Background: DDHHS caters to a wide and diverse geographic area (90,000 sq km) with population more than 300,000 belonging mainly to farming community. All the kidney biopsies are performed under radiologic guidance and specimens were analysed at Royal Brisbane Hospital.
Methods: Relevant data including the demographics, laboratory data and biopsy findings were collected from the charts. The histological diagnosis was classified into 5 categories namely glomerular, tubulo-interstitial, vascular, myeloma related and normal/unclassified. Glomerular diseases are further classified into primary and secondary glomerular.

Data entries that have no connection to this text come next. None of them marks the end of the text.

//! Media-Session Event Bridge
//!
//! Bridges media events with the session event system, enabling automatic
//! media lifecycle management based on SIP session events.

use crate::api::types::SessionId;
use super::types::*;
use super::coordinator::SessionMediaCoordinator;
use std::sync::Arc;
use tokio::sync::RwLock;

/// Bridges media events with session events
/// 
/// This bridge coordinates between the session event system and media management,
/// ensuring that media sessions are automatically managed based on SIP session lifecycle.
#[derive(Debug)]
pub struct MediaBridge {
    /// Media coordinator for handling session events
    coordinator: Arc<SessionMediaCoordinator>,
    
    /// Whether the bridge is currently active
    active: Arc<RwLock<bool>>,
}

impl MediaBridge {
    /// Create a new media bridge with the specified coordinator
    pub fn new(coordinator: Arc<SessionMediaCoordinator>) -> Self {
        Self {
            coordinator,
            active: Arc::new(RwLock::new(false)),
        }
    }
    
    /// Start the bridge (enable event processing)
    pub async fn start(&self) {
        let mut active = self.active.write().await;
        *active = true;
        tracing::info!("Media bridge started");
    }
    
    /// Stop the bridge (disable event processing)
    pub async fn stop(&self) {
        let mut active = self.active.write().await;
        *active = false;
        tracing::info!("Media bridge stopped");
    }
    
    /// Check if the bridge is active
    pub async fn is_active(&self) -> bool {
        *self.active.read().await
    }
    
    /// Handle a session event and trigger appropriate media operations
    /// 
    /// This method will be integrated with the session event system to automatically
    /// manage media sessions based on SIP session lifecycle events.
    pub async fn handle_session_event(&self, event: SessionEventBridge) -> Result<(), MediaBridgeError> {
        if !self.is_active().await {
            return Ok(()); // Bridge is disabled
        }
        
        tracing::debug!("Handling session event: {:?}", event);
        
        match event {
            SessionEventBridge::SessionCreated { session_id } => {
                self.coordinator.on_session_created(&session_id)
                    .await
                    .map_err(|e| MediaBridgeError::CoordinationFailed { 
                        session_id: session_id.to_string(), 
                        reason: e.to_string() 
                    })?;
            }
            
            SessionEventBridge::SessionAnswered { session_id, answer_sdp } => {
                self.coordinator.on_session_answered(&session_id, &answer_sdp)
                    .await
                    .map_err(|e| MediaBridgeError::CoordinationFailed { 
                        session_id: session_id.to_string(), 
                        reason: e.to_string() 
                    })?;
            }
            
            SessionEventBridge::SessionTerminated { session_id } => {
                self.coordinator.on_session_terminated(&session_id)
                    .await
                    .map_err(|e| MediaBridgeError::CoordinationFailed { 
                        session_id: session_id.to_string(), 
                        reason: e.to_string() 
                    })?;
            }
            
            SessionEventBridge::SessionHold { session_id } => {
                self.coordinator.on_session_hold(&session_id)
                    .await
                    .map_err(|e| MediaBridgeError::CoordinationFailed { 
                        session_id: session_id.to_string(), 
                        reason: e.to_string() 
                    })?;
            }
            
            SessionEventBridge::SessionResume { session_id } => {
                self.coordinator.on_session_resume(&session_id)
                    .await
                    .map_err(|e| MediaBridgeError::CoordinationFailed { 
                        session_id: session_id.to_string(), 
                        reason: e.to_string() 
                    })?;
            }
        }
        
        tracing::debug!("Successfully handled session event");
        Ok(())
    }
    
    /// Generate SDP offer for a session (convenience method)
    pub async fn generate_sdp_offer(&self, session_id: &SessionId) -> Result<String, MediaBridgeError> {
        self.coordinator.generate_sdp_offer(session_id)
            .await
            .map_err(|e| MediaBridgeError::SdpGeneration { 
                session_id: session_id.to_string(), 
                reason: e.to_string() 
            })
    }
    
    /// Process SDP answer for a session (convenience method)
    pub async fn process_sdp_answer(&self, session_id: &SessionId, sdp: &str) -> Result<(), MediaBridgeError> {
        self.coordinator.process_sdp_answer(session_id, sdp)
            .await
            .map_err(|e| MediaBridgeError::SdpProcessing { 
                session_id: session_id.to_string(), 
                reason: e.to_string() 
            })
    }
    
    /// Get media session ID for a SIP session (convenience method)
    pub async fn get_media_session_id(&self, session_id: &SessionId) -> Option<MediaSessionId> {
        self.coordinator.get_media_session_id(session_id).await
    }
}

/// Session events that the media bridge can handle
/// 
/// These events will be mapped from the session-core event system to trigger
/// appropriate media operations.
#[derive(Debug, Clone)]
pub enum SessionEventBridge {
    /// SIP session was created
    SessionCreated {
        session_id: SessionId,
    },
    
    /// SIP session was answered (with SDP)
    SessionAnswered {
        session_id: SessionId,
        answer_sdp: String,
    },
    
    /// SIP session was terminated
    SessionTerminated {
        session_id: SessionId,
    },
    
    /// SIP session was put on hold
    SessionHold {
        session_id: SessionId,
    },
    
    /// SIP session was resumed from hold
    SessionResume {
        session_id: SessionId,
    },
}

/// Errors that can occur in the media bridge
#[derive(Debug, thiserror::Error)]
pub enum MediaBridgeError {
    #[error("Media coordination failed for session {session_id}: {reason}")]
    CoordinationFailed {
        session_id: String,
        reason: String,
    },
    
    #[error("SDP generation failed for session {session_id}: {reason}")]
    SdpGeneration {
        session_id: String,
        reason: String,
    },
    
    #[error("SDP processing failed for session {session_id}: {reason}")]
    SdpProcessing {
        session_id: String,
        reason: String,
    },
    
    #[error("Bridge is not active")]
    BridgeInactive,
}

/// Builder for MediaBridge
#[derive(Debug)]
pub struct MediaBridgeBuilder {
    coordinator: Option<Arc<SessionMediaCoordinator>>,
    auto_start: bool,
}

impl MediaBridgeBuilder {
    /// Create a new builder
    pub fn new() -> Self {
        Self {
            coordinator: None,
            auto_start: true,
        }
    }
    
    /// Set the media coordinator
    pub fn with_coordinator(mut self, coordinator: Arc<SessionMediaCoordinator>) -> Self {
        self.coordinator = Some(coordinator);
        self
    }
    
    /// Set whether to auto-start the bridge
    pub fn auto_start(mut self, auto_start: bool) -> Self {
        self.auto_start = auto_start;
        self
    }
    
    /// Build the media bridge
    pub async fn build(self) -> Result<MediaBridge, &'static str> {
        let coordinator = self.coordinator
            .ok_or("SessionMediaCoordinator is required")?;
        
        let bridge = MediaBridge::new(coordinator);
        
        if self.auto_start {
            bridge.start().await;
        }
        
        Ok(bridge)
    }
}

impl Default for MediaBridgeBuilder {
    fn default() -> Self {
        Self::new()
    }
}

/// Trait for components that can provide media bridge integration
/// 
/// This trait will be implemented by SessionManager to provide media bridge access
/// for automatic media lifecycle management.
#[async_trait::async_trait]
pub trait MediaBridgeProvider {
    /// Get the media bridge for this component
    async fn get_media_bridge(&self) -> Option<Arc<MediaBridge>>;
    
    /// Set up media bridge integration
    async fn setup_media_bridge(&self, bridge: Arc<MediaBridge>) -> Result<(), Box<dyn std::error::Error + Send + Sync>>;
}

/// Helper function to create a media bridge from a media coordinator
pub async fn create_media_bridge(coordinator: Arc<SessionMediaCoordinator>) -> Result<Arc<MediaBridge>, MediaBridgeError> {
    let bridge = MediaBridgeBuilder::new()
        .with_coordinator(coordinator)
        .auto_start(true)
        .build()
        .await
        .map_err(|e| MediaBridgeError::CoordinationFailed { 
            session_id: "bridge-creation".to_string(), 
            reason: e.to_string() 
        })?;
    
    Ok(Arc::new(bridge))
}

Results: 216 biopsies were performed at our hospital in the last 10 years. After excluding normal/unclassified samples (n=23), 193 samples were further analysed. Glomerular diseases was the predominant pathology (n=140, 72%).Primary glomerular diseases is the most common indication (n=120, 62 %) and among these, IgA nephropathy (n=31, 16%) and ANCA associated GN (n=31, 16%)) represent the majority of cases followed by membranous (n=19) and FSGS (n=12). Diabetic nephropathy accounted only for 3% and is consistent with selection bias for renal biopsy. There were 13% of patients with acute or chronic Tubulointerstitial nephritis.
Conclusions: This audit reflected primary glomerular disease as the most commonly biopsied renal disease. ANCA associated GN were as common as IgA nephropathy and prevalence is higher in our region as compared to other series in Australia and New Zealand. Further studies are suggested to investigate the regional variation in ANCA associated GN.